Teresa Watanabe, Los Angeles Times on

Published in News & Features

UC Davis Police Chief Joseph Farrow, who chairs the UC Council of Police Chiefs, said campuses generally favor a lenient approach to protests, including encampments, within reason.

“If people are gathering peacefully and in an area not doing harm or disrupting operations, universities will probably let that go,” he said.

By contrast, USC senior administrators directed their campus security officers to clamp down on violations of its rules against overnight camping, said Assistant Chief David Carlisle of the Department of Public Safety. He said his team, which numbered about 25 officers, warned students against camping and moved in to remove tents and sleeping bags when their orders to do so were ignored. He said the crowd became “hostile,” so campus authorities decided to call in the LAPD, which deployed nearly 100 officers and made the arrests.

USC is now allowing students to stay outside overnight as they continue their protests — but not in tents. Carlisle said the difference is that they are not violating bans on overnight camping.

“When it becomes clear that they are intending to set up a tent city, that would violate university policies,” he said.

But many USC students and faculty members condemned the university’s decision to call in LAPD officers, saying their presence escalated tensions. One Palestinian American student, who did not want to be named due to safety concerns, said the aggressive actions of police and campus security were unexpected and unwelcome but “nothing compared to a genocide, to occupation, to apartheid” which she said Palestinians are suffering.

 

Former University of California, Santa Cruz Chancellor George Blumenthal said that decisions over how to respond to campus protests aren’t easy. At least a few times a year, he said, he tussled with the tricky issue of what to do when student protests blocked the only two entries to campus. He generally allowed them to shut down the campus for a day, despite backlash from some “furious” faculty who wanted him to more quickly restore access. Then he got more criticism when he did call in police to reopen the campus.

“It’s easy to overreact too quickly,” he said. “When you bring in police and start arresting students, there is definitely an aftermath.”

In a newly issued open letter, nearly 470 faculty and staff across all nine UC undergraduate campuses expressed support for students who nonviolently demonstrate, saying the right to do so needed “active protection” after New York police arrested more than 100 Columbia University peaceful protesters, suspended them from courses and evicted them from student housing. The letter called out UC’s own controversial history involving protests, including the pepper-spray incident, the 2015 arrest of UC Santa Cruz students protesting tuition hikes and the 2020 firing of graduate student workers involved in a wildcat strike.

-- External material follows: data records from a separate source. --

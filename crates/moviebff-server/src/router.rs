//! HTTP routing.

use axum::Router;
use axum::routing::get;
use moviebff_api::tmdb::TmdbApi;
use tower_http::trace::TraceLayer;

use crate::handlers::{
    config_handler, details_handler, fallback_handler, health_handler, search_handler,
};
use crate::state::AppState;

/// Builds the application router over any [`TmdbApi`] implementation.
pub fn build_router<A>(state: AppState<A>) -> Router
where
    A: TmdbApi + Sync + 'static,
{
    Router::new()
        .route("/config", get(config_handler::<A>))
        .route("/movies/search", get(search_handler::<A>))
        .route("/movies/{id}", get(details_handler::<A>))
        .route("/health", get(health_handler))
        .fallback(fallback_handler)
        .layer(TraceLayer::new_for_http())
        .with_state(state)
}
//! `TmdbApi` trait definition.
#![allow(clippy::future_not_send)]

use super::error::TmdbError;
use super::types::{
    SearchMovieParams, TmdbConfiguration, TmdbMovieDetails, TmdbSearchMovieResponse,
};

/// TMDB API trait.
///
/// Abstracts API operations for mock substitution in tests.
/// Uses `trait_variant::make` to generate a `Send`-bound async trait.
#[allow(clippy::module_name_repetitions)]
#[trait_variant::make(TmdbApi: Send)]
pub trait LocalTmdbApi {
    /// Fetches the API configuration (image base URL and sizes).
    ///
    /// # Errors
    ///
    /// Returns a [`TmdbError`] if the HTTP request or JSON parsing fails.
    async fn configuration(&self) -> Result<TmdbConfiguration, TmdbError>;

    /// Searches for movies.
    ///
    /// # Errors
    ///
    /// Returns a [`TmdbError`] if the HTTP request or JSON parsing fails.
    async fn search_movie(
        &self,
        params: &SearchMovieParams,
    ) -> Result<TmdbSearchMovieResponse, TmdbError>;

    /// Fetches movie details with `videos` and `credits` appended.
    ///
    /// # Errors
    ///
    /// Returns a [`TmdbError`] if the HTTP request or JSON parsing fails.
    async fn movie_details(&self, movie_id: u64) -> Result<TmdbMovieDetails, TmdbError>;
}
//! Normalization of TMDB responses into the client contract.
//!
//! Every function here is pure: it borrows an upstream shape plus the image
//! base URL and builds a fresh contract value. Fields the contract does not
//! name (popularity, adult, genre IDs, crew, production companies, ...) are
//! dropped.

use moviebff_api::tmdb::{
    TmdbCastMember, TmdbConfiguration, TmdbCredits, TmdbMovieDetails, TmdbMovieSearchResult,
    TmdbSearchMovieResponse, TmdbVideo, TmdbVideos,
};
use thiserror::Error;
use url::Url;

use crate::contract::{
    CastMember, Genre, ImageConfiguration, MovieDetails, SearchMoviesResponse, SearchResult,
    Trailer,
};

/// Poster size used in search results and details.
pub const POSTER_SIZE: &str = "w500";

/// Backdrop size used in details.
pub const BACKDROP_SIZE: &str = "w1280";

/// Profile image size used for cast members.
pub const PROFILE_SIZE: &str = "w185";

/// Number of cast members kept in details.
pub const CAST_LIMIT: usize = 5;

/// Upstream data that cannot be turned into the contract.
#[derive(Debug, Error)]
#[allow(clippy::module_name_repetitions)]
pub enum NormalizeError {
    /// `secure_base_url` is not an absolute URL.
    #[error("invalid image base URL {url:?}: {source}")]
    InvalidImageBaseUrl {
        /// Value reported by TMDB.
        url: String,
        /// Underlying parse error.
        #[source]
        source: url::ParseError,
    },
}

/// Builds an absolute image URL, or `""` when the image is absent.
#[must_use]
pub fn build_image_url(path: Option<&str>, base_url: &str, size: &str) -> String {
    match path {
        Some(path) if !path.is_empty() => format!("{base_url}{size}{path}"),
        _ => String::new(),
    }
}

/// Extracts the image configuration from the TMDB configuration response.
///
/// Keeps the HTTPS base URL and the poster, backdrop and profile sizes. A
/// missing trailing `/` on the base URL is appended.
///
/// # Errors
///
/// Returns [`NormalizeError::InvalidImageBaseUrl`] if `secure_base_url` is
/// not an absolute URL.
pub fn normalize_configuration(
    raw: &TmdbConfiguration,
) -> Result<ImageConfiguration, NormalizeError> {
    let secure = raw.images.secure_base_url.trim();
    Url::parse(secure).map_err(|source| NormalizeError::InvalidImageBaseUrl {
        url: String::from(secure),
        source,
    })?;

    let base_url = if secure.ends_with('/') {
        String::from(secure)
    } else {
        format!("{secure}/")
    };

    Ok(ImageConfiguration {
        base_url,
        poster_sizes: raw.images.poster_sizes.clone(),
        backdrop_sizes: raw.images.backdrop_sizes.clone(),
        profile_sizes: raw.images.profile_sizes.clone(),
    })
}

/// Maps a search response onto the contract.
#[must_use]
pub fn normalize_search_results(
    raw: &TmdbSearchMovieResponse,
    image_base_url: &str,
) -> SearchMoviesResponse {
    SearchMoviesResponse {
        page: raw.page,
        total_pages: raw.total_pages,
        total_results: raw.total_results,
        results: raw
            .results
            .iter()
            .map(|movie| normalize_search_result(movie, image_base_url))
            .collect(),
    }
}

fn normalize_search_result(movie: &TmdbMovieSearchResult, image_base_url: &str) -> SearchResult {
    SearchResult {
        id: movie.id,
        title: movie.title.clone(),
        release_date: movie.release_date.clone().unwrap_or_default(),
        overview: movie.overview.clone().unwrap_or_default(),
        poster_url: build_image_url(movie.poster_path.as_deref(), image_base_url, POSTER_SIZE),
        vote_average: movie.vote_average,
    }
}

/// Maps a movie details response (with appended videos and credits) onto
/// the contract.
#[must_use]
pub fn normalize_movie_details(raw: &TmdbMovieDetails, image_base_url: &str) -> MovieDetails {
    MovieDetails {
        id: raw.id,
        title: raw.title.clone(),
        original_title: raw.original_title.clone(),
        release_date: raw.release_date.clone().unwrap_or_default(),
        overview: raw.overview.clone().unwrap_or_default(),
        runtime: raw.runtime,
        vote_average: raw.vote_average,
        vote_count: raw.vote_count,
        poster_url: build_image_url(raw.poster_path.as_deref(), image_base_url, POSTER_SIZE),
        backdrop_url: build_image_url(raw.backdrop_path.as_deref(), image_base_url, BACKDROP_SIZE),
        genres: raw
            .genres
            .iter()
            .map(|genre| Genre {
                id: genre.id,
                name: genre.name.clone(),
            })
            .collect(),
        cast: format_cast(raw.credits.as_ref(), image_base_url),
        trailers: format_trailers(raw.videos.as_ref()),
        tagline: raw.tagline.clone(),
        status: raw.status.clone(),
    }
}

/// Takes the first [`CAST_LIMIT`] cast members in upstream order.
///
/// TMDB returns cast already ordered by billing, so no re-sort by `order`.
fn format_cast(credits: Option<&TmdbCredits>, image_base_url: &str) -> Vec<CastMember> {
    credits.map_or_else(Vec::new, |credits| {
        credits
            .cast
            .iter()
            .take(CAST_LIMIT)
            .map(|member| format_cast_member(member, image_base_url))
            .collect()
    })
}

fn format_cast_member(member: &TmdbCastMember, image_base_url: &str) -> CastMember {
    CastMember {
        id: member.id,
        name: member.name.clone(),
        character: member.character.clone(),
        profile_url: build_image_url(member.profile_path.as_deref(), image_base_url, PROFILE_SIZE),
        order: member.order,
    }
}

/// Keeps YouTube trailers only, in upstream order.
fn format_trailers(videos: Option<&TmdbVideos>) -> Vec<Trailer> {
    videos.map_or_else(Vec::new, |videos| {
        videos
            .results
            .iter()
            .filter(|video| is_youtube_trailer(video))
            .map(|video| Trailer {
                id: video.id.clone(),
                key: video.key.clone(),
                name: video.name.clone(),
                site: video.site.clone(),
                video_type: video.video_type.clone(),
            })
            .collect()
    })
}

fn is_youtube_trailer(video: &TmdbVideo) -> bool {
    video.site == "YouTube" && video.video_type == "Trailer"
}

“Arresting or punishing students who protest peacefully and nonviolently on our campuses is antithetical to our university’s highest ideals of learning and scholarship and violates our university’s fundamental values of decency and respect,” the letter said. “Especially during difficult moments of intense political contestation, it is essential that all members of our university community respect each other and not engage in authoritarian power plays.”